A estas alturas, y ante la ausencia –que ya se va haciendo difícil de entender– de reacción tras la nueva advertencia sobre el riesgo que supone la llamada “fuga de cerebros”, conviene insistir en que, a este paso, habrá que ampliar el concepto de “Galicia vaciada” que hasta ahora se aplicaba a zonas del rural, para incluir en él otro “vacío”: el laboral. Es un riesgo quizá menor, pero que puede suponer un daño colectivo igual o mayor, sobre todo a poco que se profundice, como decía este periódico, en el dato de que ahora la fuga se refiere a trabajadores con estudios superiores: nada menos que bastantes más de siete mil en un año, lo que supone una auténtica sangría y un motivo de alarma.

Y es que, además del daño directo que significa la cifra en sí misma, también supone un descenso importante en la productividad de los sectores más afectados y una considerable pérdida de dinero, el invertido en la formación de los que se van. Y, al menos desde una opinión personal, esos efectos son casi equiparables al otro, al del “vaciado” poblacional. Aunque se padezcan en ámbitos diferentes y por causas distintas: Galicia no está en situación de afrontar esos desafíos a la vez, y menos en momentos tan delicados como los actuales. O, peor aún, con las expectativas que se vislumbran en el futuro más o menos inmediato y que afectan a la práctica totalidad de los frentes económico, laboral y, por tanto, social.

Ciñéndose al mundo laboral, en el que la ausencia –o el vaciado– de personal formado y especializado para atender las necesidades reales del país, procede citar al presente de la Sanidad: todos coinciden en que la asistencia primaria ha de mejorarse en grado sumo y con urgencia. Pero casi nadie insiste en que muchos de los especialistas que se necesitan –ahora se unen los internistas– entre los que están los que aquí se preparan, se van a otros países con peor sistema sanitario, pero mejores sueldos. Y allá se van médicos/as y enfermeras/os sencillamente porque ganan más dinero con su trabajo, motivo del todo comprensible, aunque una buena parte de las veces no el único.

Ocurre que ese vacío se extiende a otros muchos trabajadores –más de cien mil, en cifras oficiales– que se necesitan en España, pero que no los hay porque la oferta de salarios es demasiado baja. La patronal gallega ha advertido de ello, la de la construcción se ha movido ya en el terreno de los convenios para buscar soluciones, pero con eso no hay bastante: Galicia y España necesitan una profunda reforma en el terreno de la educación que ha de cubrir desde los niveles primarios hasta los superiores y modificar los resultados de una mentalidad que quizá alguna vez tuvo sentido, pero que ahora, con la reducción galopante de la población activa, necesita una modificación radical.
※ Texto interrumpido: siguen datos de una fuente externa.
//! Redis Streams adapter for the `VolunteerEventPublisher` port.
//!
//! Each event becomes one stream entry appended with
//! `XADD <channel> * key <key> event_type <type> payload <json>`, so
//! consumers can route on the key without decoding the payload.

use std::time::Duration;

use async_trait::async_trait;
use bb8_redis::bb8::{Pool, RunError};
use bb8_redis::redis::{self, RedisError};
use bb8_redis::RedisConnectionManager;
use tracing::debug;

use crate::domain::VolunteerRegisteredEvent;
use crate::domain::ports::{VolunteerEventPublishError, VolunteerEventPublisher};

/// Connection settings for [`RedisStreamPublisher`].
#[derive(Debug, Clone)]
pub struct RedisPublisherConfig {
    redis_url: String,
    max_size: u32,
    connection_timeout: Duration,
}

impl RedisPublisherConfig {
    pub fn new(redis_url: impl Into<String>) -> Self {
        Self {
            redis_url: redis_url.into(),
            max_size: 4,
            connection_timeout: Duration::from_secs(2),
        }
    }

    #[must_use]
    pub fn with_max_size(mut self, size: u32) -> Self {
        self.max_size = size.max(1);
        self
    }

    #[must_use]
    pub fn with_connection_timeout(mut self, timeout: Duration) -> Self {
        self.connection_timeout = timeout;
        self
    }
}

/// Publishes registration events to a Redis stream.
#[derive(Clone)]
pub struct RedisStreamPublisher {
    pool: Pool<RedisConnectionManager>,
}

impl RedisStreamPublisher {
    /// Build the publisher without contacting Redis.
    ///
    /// Connections are opened lazily, so an unreachable server surfaces as
    /// [`VolunteerEventPublishError::Unavailable`] on publish rather than at
    /// startup.
    pub fn connect_lazy(config: RedisPublisherConfig) -> Result<Self, VolunteerEventPublishError> {
        let manager = RedisConnectionManager::new(config.redis_url.as_str())
            .map_err(|err| VolunteerEventPublishError::unavailable(err.to_string()))?;
        let pool = Pool::builder()
            .max_size(config.max_size)
            .connection_timeout(config.connection_timeout)
            .build_unchecked(manager);
        Ok(Self { pool })
    }
}

/// Field/value pairs written to the stream entry.
fn stream_fields(
    key: &str,
    event: &VolunteerRegisteredEvent,
) -> Result<[(&'static str, String); 3], VolunteerEventPublishError> {
    let payload = serde_json::to_string(event)
        .map_err(|err| VolunteerEventPublishError::serialization(err.to_string()))?;
    Ok([
        ("key", key.to_owned()),
        ("event_type", event.event_type.clone()),
        ("payload", payload),
    ])
}

fn map_redis_error(error: &RedisError) -> VolunteerEventPublishError {
    if error.is_io_error()
        || error.is_connection_refusal()
        || error.is_connection_dropped()
        || error.is_timeout()
    {
        VolunteerEventPublishError::unavailable(error.to_string())
    } else {
        VolunteerEventPublishError::rejected(error.to_string())
    }
}

fn map_pool_error(error: RunError<RedisError>) -> VolunteerEventPublishError {
    match error {
        RunError::User(err) => map_redis_error(&err),
        RunError::TimedOut => {
            VolunteerEventPublishError::unavailable("timed out waiting for a redis connection")
        }
    }
}

#[async_trait]
impl VolunteerEventPublisher for RedisStreamPublisher {
    async fn publish(
        &self,
        channel: &str,
        key: &str,
        event: &VolunteerRegisteredEvent,
    ) -> Result<(), VolunteerEventPublishError> {
        let fields = stream_fields(key, event)?;
        let mut conn = self.pool.get().await.map_err(map_pool_error)?;

        let mut xadd = redis::cmd("XADD");
        xadd.arg(channel).arg("*");
        for (field, value) in &fields {
            xadd.arg(*field).arg(value.as_str());
        }
        let entry_id: String = xadd
            .query_async(&mut *conn)
            .await
            .map_err(|err| map_redis_error(&err))?;

        debug!(channel, key, entry_id, "registration event appended");
        Ok(())
    }
}
//! Service configuration loaded via OrthoConfig.
//!
//! Values come from `VOLUNTEER_*` environment variables, matching CLI flags,
//! or a configuration file, in OrthoConfig's usual precedence order.

use std::net::{AddrParseError, SocketAddr};
use std::time::Duration;

use ortho_config::OrthoConfig;
use serde::Deserialize;

use crate::domain::{DEFAULT_EVENT_CHANNEL, DEFAULT_PUBLISH_TIMEOUT};

const DEFAULT_BIND_ADDR: &str = "0.0.0.0:8003";
const DEFAULT_DB_MAX_CONNECTIONS: u32 = 10;

/// Runtime settings for the volunteer service.
#[derive(Debug, Clone, Deserialize, OrthoConfig)]
#[ortho_config(prefix = "VOLUNTEER")]
pub struct ServiceSettings {
    /// Socket address the HTTP server binds to.
    pub bind_addr: Option<String>,
    /// PostgreSQL URL. Without it records are kept in memory.
    pub database_url: Option<String>,
    /// Redis URL for the event channel. Without it events are not published.
    pub redis_url: Option<String>,
    /// Stream name registration events are appended to.
    pub event_channel: Option<String>,
    /// Upper bound on a single publish attempt, in milliseconds.
    pub publish_timeout_ms: Option<u64>,
    /// Maximum pooled database connections.
    pub db_max_connections: Option<u32>,
}

impl ServiceSettings {
    /// Return the bind address, falling back to `0.0.0.0:8003`.
    ///
    /// # Errors
    ///
    /// Returns an error when the configured value is not a socket address.
    pub fn bind_addr(&self) -> Result<SocketAddr, AddrParseError> {
        self.bind_addr
            .as_deref()
            .unwrap_or(DEFAULT_BIND_ADDR)
            .trim()
            .parse()
    }

    /// Return the configured database URL, ignoring blank values.
    pub fn database_url(&self) -> Option<&str> {
        non_blank(self.database_url.as_deref())
    }

    /// Return the configured Redis URL, ignoring blank values.
    pub fn redis_url(&self) -> Option<&str> {
        non_blank(self.redis_url.as_deref())
    }

    /// Return the event channel, falling back to `volunteer-events`.
    pub fn event_channel(&self) -> &str {
        non_blank(self.event_channel.as_deref()).unwrap_or(DEFAULT_EVENT_CHANNEL)
    }

    /// Return the publish timeout, falling back to 250 ms.
    pub fn publish_timeout(&self) -> Duration {
        self.publish_timeout_ms
            .map_or(DEFAULT_PUBLISH_TIMEOUT, Duration::from_millis)
    }

    /// Return the database pool size, falling back to 10.
    pub fn db_max_connections(&self) -> u32 {
        self.db_max_connections
            .unwrap_or(DEFAULT_DB_MAX_CONNECTIONS)
    }
}

fn non_blank(value: Option<&str>) -> Option<&str> {
    value.map(str::trim).filter(|value| !value.is_empty())
}

#[cfg(test)]
mod tests {
    //! Unit tests for service configuration parsing.

    use super::*;
    use std::ffi::OsString;

    use env_lock::lock_env;
    use rstest::rstest;

    const VARS: [&str; 6] = [
        "VOLUNTEER_BIND_ADDR",
        "VOLUNTEER_DATABASE_URL",
        "VOLUNTEER_REDIS_URL",
        "VOLUNTEER_EVENT_CHANNEL",
        "VOLUNTEER_PUBLISH_TIMEOUT_MS",
        "VOLUNTEER_DB_MAX_CONNECTIONS",
    ];

    fn load_from_empty_args() -> ServiceSettings {
        ServiceSettings::load_from_iter([OsString::from("volunteer-service")])
            .expect("config should load")
    }

    #[rstest]
    fn default_values_are_used_when_missing() {
        let _guard = lock_env(VARS.map(|name| (name, None::<String>)));

        let settings = load_from_empty_args();
        assert_eq!(
            settings.bind_addr().expect("default parses"),
            SocketAddr::from(([0, 0, 0, 0], 8003))
        );
        assert_eq!(settings.database_url(), None);
        assert_eq!(settings.redis_url(), None);
        assert_eq!(settings.event_channel(), "volunteer-events");
        assert_eq!(settings.publish_timeout(), Duration::from_millis(250));
        assert_eq!(settings.db_max_connections(), 10);
    }

    #[rstest]
    fn environment_overrides_are_respected() {
        let _guard = lock_env([
            ("VOLUNTEER_BIND_ADDR", Some("127.0.0.1:9000".to_owned())),
            (
                "VOLUNTEER_DATABASE_URL",
                Some("postgres://db/volunteers".to_owned()),
            ),
            ("VOLUNTEER_REDIS_URL", Some("redis://cache:6379/".to_owned())),
            ("VOLUNTEER_EVENT_CHANNEL", Some("ward-events".to_owned())),
            ("VOLUNTEER_PUBLISH_TIMEOUT_MS", Some("1000".to_owned())),
            ("VOLUNTEER_DB_MAX_CONNECTIONS", Some("4".to_owned())),
        ]);

        let settings = load_from_empty_args();
        assert_eq!(
            settings.bind_addr().expect("valid address"),
            SocketAddr::from(([127, 0, 0, 1], 9000))
        );
        assert_eq!(settings.database_url(), Some("postgres://db/volunteers"));
        assert_eq!(settings.redis_url(), Some("redis://cache:6379/"));
        assert_eq!(settings.event_channel(), "ward-events");
        assert_eq!(settings.publish_timeout(), Duration::from_secs(1));
        assert_eq!(settings.db_max_connections(), 4);
    }

    #[rstest]
    fn blank_urls_count_as_missing() {
        let mut guard_vars = VARS.map(|name| (name, None::<String>));
        guard_vars[1].1 = Some("   ".to_owned());
        guard_vars[2].1 = Some(String::new());
        let _guard = lock_env(guard_vars);

        let settings = load_from_empty_args();
        assert_eq!(settings.database_url(), None);
        assert_eq!(settings.redis_url(), None);
    }

    #[rstest]
    fn malformed_bind_addr_is_an_error() {
        let _guard = lock_env([("VOLUNTEER_BIND_ADDR", Some("not-an-address".to_owned()))]);

        assert!(load_from_empty_args().bind_addr().is_err());
    }
}
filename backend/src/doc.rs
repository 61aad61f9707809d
//! OpenAPI documentation configuration.
//!
//! [`ApiDoc`] registers every volunteer endpoint, the health probes, and the
//! payload schemas. The generated specification backs Swagger UI in debug
//! builds.

use utoipa::OpenApi;

use crate::domain::ports::{RegisterVolunteerRequest, UpdateProfileRequest};
use crate::domain::{Error, ErrorCode, Volunteer, VolunteerStatus};
use crate::inbound::http::volunteers::{CountResponse, StatusUpdateRequest, WardCountResponse};

/// OpenAPI document for the REST API.
#[derive(OpenApi)]
#[openapi(
    info(
        title = "Volunteer registration API",
        description = "Register community volunteers, manage their status, and query them by ward."
    ),
    servers(
        (url = "/", description = "Relative to the deployment base URL")
    ),
    paths(
        crate::inbound::http::volunteers::register_volunteer,
        crate::inbound::http::volunteers::list_volunteers,
        crate::inbound::http::volunteers::get_volunteer,
        crate::inbound::http::volunteers::update_profile,
        crate::inbound::http::volunteers::update_status,
        crate::inbound::http::volunteers::delete_volunteer,
        crate::inbound::http::volunteers::list_by_ward,
        crate::inbound::http::volunteers::list_by_status,
        crate::inbound::http::volunteers::list_active,
        crate::inbound::http::volunteers::list_active_by_ward,
        crate::inbound::http::volunteers::count_active,
        crate::inbound::http::volunteers::count_by_ward,
        crate::inbound::http::health::ready,
        crate::inbound::http::health::live,
    ),
    components(schemas(
        Volunteer,
        VolunteerStatus,
        RegisterVolunteerRequest,
        UpdateProfileRequest,
        StatusUpdateRequest,
        CountResponse,
        WardCountResponse,
        Error,
        ErrorCode
    )),
    tags(
        (name = "volunteers", description = "Volunteer registration and queries"),
        (name = "health", description = "Endpoints for health checks")
    )
)]
pub struct ApiDoc;

#[cfg(test)]
mod tests {
    //! Tests verifying OpenAPI schema field structure.

    use super::*;
    use rstest::rstest;
    use utoipa::openapi::RefOr;
    use utoipa::openapi::schema::Schema;

    fn assert_object_schema_has_field(schema: &RefOr<Schema>, field: &str) {
        match schema {
            RefOr::T(Schema::Object(obj)) => {
                assert!(
                    obj.properties.contains_key(field),
                    "schema should have field '{field}'"
                );
            }
            _ => panic!("expected Object schema"),
        }
    }

    #[rstest]
    #[case("Volunteer", "createdAt")]
    #[case("Volunteer", "status")]
    #[case("Error", "traceId")]
    #[case("RegisterVolunteerRequest", "phone")]
    #[case("WardCountResponse", "ward")]
    fn schemas_expose_wire_fields(#[case] name: &str, #[case] field: &str) {
        let doc = ApiDoc::openapi();
        let schemas = &doc.components.as_ref().expect("components").schemas;
        let schema = schemas.get(name).expect("schema registered");

        assert_object_schema_has_field(schema, field);
    }

    #[rstest]
    #[case("/api/v1/volunteers")]
    #[case("/api/v1/volunteers/{id}/status")]
    #[case("/api/v1/volunteers/stats/ward/{ward}")]
    #[case("/health/ready")]
    fn paths_are_documented(#[case] path: &str) {
        let doc = ApiDoc::openapi();
        assert!(doc.paths.paths.contains_key(path), "missing {path}");
    }
}
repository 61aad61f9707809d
//! Process-local `VolunteerRepository` used when no database is configured.
//!
//! Records live in a `BTreeMap` keyed by identifier so listings come back in
//! ascending id order, matching the Diesel adapter. Phone uniqueness is
//! checked under the same lock as the insert.

use std::collections::BTreeMap;
use std::sync::{Mutex, MutexGuard};

use async_trait::async_trait;
use chrono::{DateTime, Utc};

use crate::domain::ports::{VolunteerFilter, VolunteerRepository, VolunteerRepositoryError};
use crate::domain::{NewVolunteer, PageRequest, PhoneNumber, Volunteer, VolunteerId, VolunteerStatus};

#[derive(Debug, Default)]
struct Store {
    next_id: i64,
    records: BTreeMap<i64, Volunteer>,
}

/// In-memory volunteer store. Contents are lost on restart.
#[derive(Debug, Default)]
pub struct InMemoryVolunteerRepository {
    store: Mutex<Store>,
}

impl InMemoryVolunteerRepository {
    fn lock(&self) -> Result<MutexGuard<'_, Store>, VolunteerRepositoryError> {
        self.store
            .lock()
            .map_err(|_| VolunteerRepositoryError::query("in-memory store poisoned"))
    }
}

#[async_trait]
impl VolunteerRepository for InMemoryVolunteerRepository {
    async fn find_by_phone(
        &self,
        phone: &PhoneNumber,
    ) -> Result<Option<Volunteer>, VolunteerRepositoryError> {
        let store = self.lock()?;
        Ok(store
            .records
            .values()
            .find(|volunteer| volunteer.phone == *phone)
            .cloned())
    }

    async fn find_by_id(
        &self,
        id: VolunteerId,
    ) -> Result<Option<Volunteer>, VolunteerRepositoryError> {
        let store = self.lock()?;
        Ok(store.records.get(&id.get()).cloned())
    }

    async fn insert(
        &self,
        volunteer: &NewVolunteer,
        status: VolunteerStatus,
        registered_at: DateTime<Utc>,
    ) -> Result<Volunteer, VolunteerRepositoryError> {
        let mut store = self.lock()?;
        if store
            .records
            .values()
            .any(|existing| existing.phone == *volunteer.phone())
        {
            return Err(VolunteerRepositoryError::duplicate_phone(
                volunteer.phone().as_str(),
            ));
        }

        store.next_id += 1;
        let id = store.next_id;
        let record = Volunteer {
            id: VolunteerId::new(id),
            name: volunteer.name().to_owned(),
            phone: volunteer.phone().clone(),
            email: volunteer.email().map(str::to_owned),
            ward: volunteer.ward().clone(),
            interest: volunteer.interest().map(str::to_owned),
            status,
            created_at: registered_at,
            updated_at: registered_at,
        };
        store.records.insert(id, record.clone());
        Ok(record)
    }

    async fn update(
        &self,
        volunteer: &Volunteer,
    ) -> Result<Option<Volunteer>, VolunteerRepositoryError> {
        let mut store = self.lock()?;
        let Some(existing) = store.records.get_mut(&volunteer.id.get()) else {
            return Ok(None);
        };
        let created_at = existing.created_at;
        let phone = existing.phone.clone();
        *existing = Volunteer {
            phone,
            created_at,
            ..volunteer.clone()
        };
        Ok(Some(existing.clone()))
    }

    async fn delete(&self, id: VolunteerId) -> Result<bool, VolunteerRepositoryError> {
        let mut store = self.lock()?;
        Ok(store.records.remove(&id.get()).is_some())
    }

    async fn list(
        &self,
        filter: &VolunteerFilter,
        page: Option<PageRequest>,
    ) -> Result<Vec<Volunteer>, VolunteerRepositoryError> {
        let store = self.lock()?;
        let matching = store
            .records
            .values()
            .filter(|volunteer| filter.matches(volunteer));
        let selected: Vec<Volunteer> = match page {
            Some(page) => matching
                .skip(usize::try_from(page.offset()).unwrap_or(usize::MAX))
                .take(usize::try_from(page.size()).unwrap_or(usize::MAX))
                .cloned()
                .collect(),
            None => matching.cloned().collect(),
        };
        Ok(selected)
    }

    async fn count(&self, filter: &VolunteerFilter) -> Result<u64, VolunteerRepositoryError> {
        let store = self.lock()?;
        let total = store
            .records
            .values()
            .filter(|volunteer| filter.matches(volunteer))
            .count();
        Ok(u64::try_from(total).unwrap_or(u64::MAX))
    }
}
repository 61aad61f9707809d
//! Volunteer persistence adapters.
//!
//! - [`DieselVolunteerRepository`]: PostgreSQL via Diesel with async support
//!   through `diesel-async` and `bb8` connection pooling.
//! - [`InMemoryVolunteerRepository`]: process-local store used when no
//!   database URL is configured.
//!
//! Diesel row structs (`models.rs`) and schema definitions (`schema.rs`) are
//! internal and never exposed to the domain layer.
//!
//! # Example
//!
//! ```ignore
//! use volunteer_service::outbound::persistence::{
//!     DbPool, DieselVolunteerRepository, PoolConfig, run_migrations,
//! };
//!
//! run_migrations("postgres://localhost/volunteers").await?;
//! let pool = DbPool::new(PoolConfig::new("postgres://localhost/volunteers")).await?;
//! let repo = DieselVolunteerRepository::new(pool);
//! ```

mod diesel_volunteer_repository;
mod in_memory_volunteer_repository;
mod migrations;
mod models;
mod pool;
mod schema;

pub use diesel_volunteer_repository::DieselVolunteerRepository;
pub use in_memory_volunteer_repository::InMemoryVolunteerRepository;
pub use migrations::{MigrationError, run_migrations};
pub use pool::{DbPool, PoolConfig, PoolError};
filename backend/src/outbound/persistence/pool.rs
//! bb8 pool of `diesel-async` PostgreSQL connections for the volunteer store.

use std::time::Duration;

use diesel_async::AsyncPgConnection;
use diesel_async::pooled_connection::AsyncDieselConnectionManager;
use diesel_async::pooled_connection::bb8::{Pool, PooledConnection};

const DEFAULT_MAX_SIZE: u32 = 10;
const DEFAULT_CHECKOUT_TIMEOUT: Duration = Duration::from_secs(5);

/// Failure to build the pool or to borrow a connection from it.
#[derive(Debug, Clone, PartialEq, Eq, thiserror::Error)]
pub enum PoolError {
    #[error("volunteer store connection unavailable: {message}")]
    Checkout { message: String },

    #[error("volunteer store pool could not be built: {message}")]
    Build { message: String },
}

impl PoolError {
    pub fn checkout(message: impl Into<String>) -> Self {
        Self::Checkout {
            message: message.into(),
        }
    }

    pub fn build(message: impl Into<String>) -> Self {
        Self::Build {
            message: message.into(),
        }
    }
}

/// Sizing and timeout for [`DbPool`].
///
/// # Examples
/// ```
/// use std::time::Duration;
/// use volunteer_service::outbound::persistence::PoolConfig;
///
/// let config = PoolConfig::new("postgres://localhost/volunteers")
///     .with_max_size(20)
///     .with_checkout_timeout(Duration::from_secs(2));
/// assert_eq!(config.max_size(), 20);
/// ```
#[derive(Debug, Clone)]
pub struct PoolConfig {
    database_url: String,
    max_size: u32,
    checkout_timeout: Duration,
}

impl PoolConfig {
    pub fn new(database_url: impl Into<String>) -> Self {
        Self {
            database_url: database_url.into(),
            max_size: DEFAULT_MAX_SIZE,
            checkout_timeout: DEFAULT_CHECKOUT_TIMEOUT,
        }
    }

    /// Cap the number of open connections; zero is raised to one.
    #[must_use]
    pub fn with_max_size(mut self, max_size: u32) -> Self {
        self.max_size = max_size.max(1);
        self
    }

    #[must_use]
    pub fn with_checkout_timeout(mut self, timeout: Duration) -> Self {
        self.checkout_timeout = timeout;
        self
    }

    pub fn max_size(&self) -> u32 {
        self.max_size
    }
}

/// Shared handle to the volunteer store's connections.
#[derive(Clone)]
pub struct DbPool {
    inner: Pool<AsyncPgConnection>,
}

impl DbPool {
    /// Build the pool. Connections open on first checkout, so an unreachable
    /// database surfaces as [`PoolError::Checkout`] later rather than here.
    ///
    /// # Errors
    ///
    /// Returns [`PoolError::Build`] if bb8 rejects the configuration.
    pub async fn new(config: PoolConfig) -> Result<Self, PoolError> {
        let PoolConfig {
            database_url,
            max_size,
            checkout_timeout,
        } = config;
        let manager = AsyncDieselConnectionManager::<AsyncPgConnection>::new(database_url);
        let inner = Pool::builder()
            .max_size(max_size)
            .connection_timeout(checkout_timeout)
            .build(manager)
            .await
            .map_err(|err| PoolError::build(err.to_string()))?;
        Ok(Self { inner })
    }

    /// Borrow a connection, waiting at most the checkout timeout.
    ///
    /// # Errors
    ///
    /// Returns [`PoolError::Checkout`] when no connection becomes available.
    pub async fn get(&self) -> Result<PooledConnection<'_, AsyncPgConnection>, PoolError> {
        self.inner
            .get()
            .await
            .map_err(|err| PoolError::checkout(err.to_string()))
    }
}
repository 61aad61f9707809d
//! Inbound adapters that translate external requests into domain service
//! calls while keeping framework details at the edge.
//!
//! HTTP handlers live under [`http`].

pub mod http;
Es urgente dejarse de monsergas y apostar por la Formación Profesional de forma aún más decidida, y eliminar de una vez el numerus clausus en centros universitarios concretos dejando la selección de los alumnos que aspiran a licenciatura, doctorado –o en su caso MIR– al propio proceso de formación. Asusta pensar en el panorama del próximo decenio, con millares de médicos y enfermeras en trance de jubilación, pero más todavía en la, al menos en apariencia, poca disposición de la generalidad de quienes podrían resolver el problema. Y serían demasiados “vacíos” los que se crearían en ese caso en un Reino que, como Galicia, depende de llenarlos para consolidar su futuro.